• **REQUIRED ACTION**
Please write out the listing below again in its exact form.

********************

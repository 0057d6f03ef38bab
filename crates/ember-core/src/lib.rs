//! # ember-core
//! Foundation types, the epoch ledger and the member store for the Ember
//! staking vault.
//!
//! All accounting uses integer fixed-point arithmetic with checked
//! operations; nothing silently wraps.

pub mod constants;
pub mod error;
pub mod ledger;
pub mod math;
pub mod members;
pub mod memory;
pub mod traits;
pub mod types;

********************

• **WRITTEN RESPONSE**
repository 0057d6f03ef38bab
filename crates/ember-core/src/lib.rs
//! # ember-core
//! Foundation types, the epoch ledger and the member store for the Ember
//! staking vault.
//!
//! All accounting uses integer fixed-point arithmetic with checked
//! operations; nothing silently wraps.

pub mod constants;
pub mod error;
pub mod ledger;
pub mod math;
pub mod members;
pub mod memory;
pub mod traits;
pub mod types;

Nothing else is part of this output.